### Goal of the exercise
Every entry below needs to be repeated exactly as written.

Data items:
┌──

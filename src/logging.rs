//! Structured logging for the engine
//!
//! Writes category-tagged log lines to a dated file and stdout:
//! - PROFILE: tag extraction and profile update cycles
//! - MEMORY: persona memory inserts, eviction, consolidation
//! - API: completion calls, retries, parse recovery
//! - STORE: persistence operations
//! - ERROR: failures

use chrono::{Local, Utc};
use once_cell::sync::Lazy;
use std::fs::{self, OpenOptions};
use std::io::Write;
use std::path::PathBuf;
use std::sync::Mutex;

/// Log categories for structured logging
#[derive(Debug, Clone, Copy)]
pub enum LogCategory {
    Profile, // Tag extraction, profile update cycles
    Memory,  // Persona memory lifecycle
    Api,     // Completion calls and retries
    Store,   // Persistence operations
    Error,   // Errors
}

impl LogCategory {
    fn as_str(&self) -> &'static str {
        match self {
            LogCategory::Profile => "PROFILE",
            LogCategory::Memory => "MEMORY",
            LogCategory::Api => "API",
            LogCategory::Store => "STORE",
            LogCategory::Error => "ERROR",
        }
    }
}

/// Current log file path, set by init_logging
static LOG_FILE: Lazy<Mutex<Option<PathBuf>>> = Lazy::new(|| Mutex::new(None));

/// Get the log directory path
fn get_log_dir() -> PathBuf {
    if let Ok(dir) = std::env::var("RAPPORT_LOG_DIR") {
        return PathBuf::from(dir);
    }
    let home = std::env::var("HOME").unwrap_or_else(|_| "/tmp".to_string());
    PathBuf::from(home).join(".rapport/logs")
}

/// Get today's log file path
fn get_log_file_path() -> PathBuf {
    let today = Local::now().format("%Y-%m-%d").to_string();
    get_log_dir().join(format!("rapport-{}.log", today))
}

/// Initialize the logging system - creates the log directory if needed
pub fn init_logging() -> std::io::Result<()> {
    let log_dir = get_log_dir();

    if !log_dir.exists() {
        fs::create_dir_all(&log_dir)?;
    }

    let log_path = get_log_file_path();
    *LOG_FILE.lock().unwrap() = Some(log_path);

    log(LogCategory::Store, None, "rapport logging initialized");

    Ok(())
}

/// Log a message with category and optional chat context
pub fn log(category: LogCategory, chat_id: Option<&str>, message: &str) {
    let timestamp = Local::now().format("%Y-%m-%d %H:%M:%S").to_string();
    let chat_context = chat_id
        .map(|id| format!("chat={} | ", &id[..8.min(id.len())]))
        .unwrap_or_default();

    let log_line = format!(
        "[{}] [{}] {}{}\n",
        timestamp,
        category.as_str(),
        chat_context,
        message
    );

    print!("{}", log_line);

    // File logging is best-effort; only active after init_logging
    let initialized = LOG_FILE.lock().map(|f| f.is_some()).unwrap_or(false);
    if initialized {
        let log_path = get_log_file_path();
        if let Ok(mut file) = OpenOptions::new().create(true).append(true).open(&log_path) {
            let _ = file.write_all(log_line.as_bytes());
        }
    }
}

/// Log a profile event (tags extracted, update cycle ran)
pub fn log_profile(chat_id: Option<&str>, message: &str) {
    log(LogCategory::Profile, chat_id, message);
}

/// Log a persona memory event (insert, eviction, consolidation)
pub fn log_memory(chat_id: Option<&str>, message: &str) {
    log(LogCategory::Memory, chat_id, message);
}

/// Log a completion API event (request, retry, parse recovery)
pub fn log_api(chat_id: Option<&str>, message: &str) {
    log(LogCategory::Api, chat_id, message);
}

/// Log a persistence event
pub fn log_store(chat_id: Option<&str>, message: &str) {
    log(LogCategory::Store, chat_id, message);
}

/// Log an error
pub fn log_error(chat_id: Option<&str>, message: &str) {
    log(LogCategory::Error, chat_id, message);
}

/// Clean up old log files (keep last 7 days)
pub fn cleanup_old_logs() -> std::io::Result<usize> {
    let log_dir = get_log_dir();
    let mut deleted = 0;

    if !log_dir.exists() {
        return Ok(0);
    }

    let cutoff = Utc::now() - chrono::Duration::days(7);

    for entry in fs::read_dir(&log_dir)? {
        let entry = entry?;
        let path = entry.path();

        if let Ok(metadata) = entry.metadata() {
            if let Ok(modified) = metadata.modified() {
                let modified_time: chrono::DateTime<Utc> = modified.into();
                if modified_time < cutoff && fs::remove_file(&path).is_ok() {
                    deleted += 1;
                }
            }
        }
    }

    Ok(deleted)
}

└──

### Answer for this exercise
filename src/logging.rs
//! Structured logging for the engine
//!
//! Writes category-tagged log lines to a dated file and stdout:
//! - PROFILE: tag extraction and profile update cycles
//! - MEMORY: persona memory inserts, eviction, consolidation
//! - API: completion calls, retries, parse recovery
//! - STORE: persistence operations
//! - ERROR: failures

use chrono::{Local, Utc};
use once_cell::sync::Lazy;
use std::fs::{self, OpenOptions};
use std::io::Write;
use std::path::PathBuf;
use std::sync::Mutex;

/// Log categories for structured logging
#[derive(Debug, Clone, Copy)]
pub enum LogCategory {
    Profile, // Tag extraction, profile update cycles
    Memory,  // Persona memory lifecycle
    Api,     // Completion calls and retries
    Store,   // Persistence operations
    Error,   // Errors
}

impl LogCategory {
    fn as_str(&self) -> &'static str {
        match self {
            LogCategory::Profile => "PROFILE",
            LogCategory::Memory => "MEMORY",
            LogCategory::Api => "API",
            LogCategory::Store => "STORE",
            LogCategory::Error => "ERROR",
        }
    }
}

/// Current log file path, set by init_logging
static LOG_FILE: Lazy<Mutex<Option<PathBuf>>> = Lazy::new(|| Mutex::new(None));

/// Get the log directory path
fn get_log_dir() -> PathBuf {
    if let Ok(dir) = std::env::var("RAPPORT_LOG_DIR") {
        return PathBuf::from(dir);
    }
    let home = std::env::var("HOME").unwrap_or_else(|_| "/tmp".to_string());
    PathBuf::from(home).join(".rapport/logs")
}

/// Get today's log file path
fn get_log_file_path() -> PathBuf {
    let today = Local::now().format("%Y-%m-%d").to_string();
    get_log_dir().join(format!("rapport-{}.log", today))
}

/// Initialize the logging system - creates the log directory if needed
pub fn init_logging() -> std::io::Result<()> {
    let log_dir = get_log_dir();

    if !log_dir.exists() {
        fs::create_dir_all(&log_dir)?;
    }

    let log_path = get_log_file_path();
    *LOG_FILE.lock().unwrap() = Some(log_path);

    log(LogCategory::Store, None, "rapport logging initialized");

    Ok(())
}

/// Log a message with category and optional chat context
pub fn log(category: LogCategory, chat_id: Option<&str>, message: &str) {
    let timestamp = Local::now().format("%Y-%m-%d %H:%M:%S").to_string();
    let chat_context = chat_id
        .map(|id| format!("chat={} | ", &id[..8.min(id.len())]))
        .unwrap_or_default();

    let log_line = format!(
        "[{}] [{}] {}{}\n",
        timestamp,
        category.as_str(),
        chat_context,
        message
    );

    print!("{}", log_line);

    // File logging is best-effort; only active after init_logging
    let initialized = LOG_FILE.lock().map(|f| f.is_some()).unwrap_or(false);
    if initialized {
        let log_path = get_log_file_path();
        if let Ok(mut file) = OpenOptions::new().create(true).append(true).open(&log_path) {
            let _ = file.write_all(log_line.as_bytes());
        }
    }
}

/// Log a profile event (tags extracted, update cycle ran)
pub fn log_profile(chat_id: Option<&str>, message: &str) {
    log(LogCategory::Profile, chat_id, message);
}

/// Log a persona memory event (insert, eviction, consolidation)
pub fn log_memory(chat_id: Option<&str>, message: &str) {
    log(LogCategory::Memory, chat_id, message);
}

/// Log a completion API event (request, retry, parse recovery)
pub fn log_api(chat_id: Option<&str>, message: &str) {
    log(LogCategory::Api, chat_id, message);
}

/// Log a persistence event
pub fn log_store(chat_id: Option<&str>, message: &str) {
    log(LogCategory::Store, chat_id, message);
}

/// Log an error
pub fn log_error(chat_id: Option<&str>, message: &str) {
    log(LogCategory::Error, chat_id, message);
}

/// Clean up old log files (keep last 7 days)
pub fn cleanup_old_logs() -> std::io::Result<usize> {
    let log_dir = get_log_dir();
    let mut deleted = 0;

    if !log_dir.exists() {
        return Ok(0);
    }

    let cutoff = Utc::now() - chrono::Duration::days(7);

    for entry in fs::read_dir(&log_dir)? {
        let entry = entry?;
        let path = entry.path();

        if let Ok(metadata) = entry.metadata() {
            if let Ok(modified) = metadata.modified() {
                let modified_time: chrono::DateTime<Utc> = modified.into();
                if modified_time < cutoff && fs::remove_file(&path).is_ok() {
                    deleted += 1;
                }
            }
        }
    }

    Ok(deleted)
}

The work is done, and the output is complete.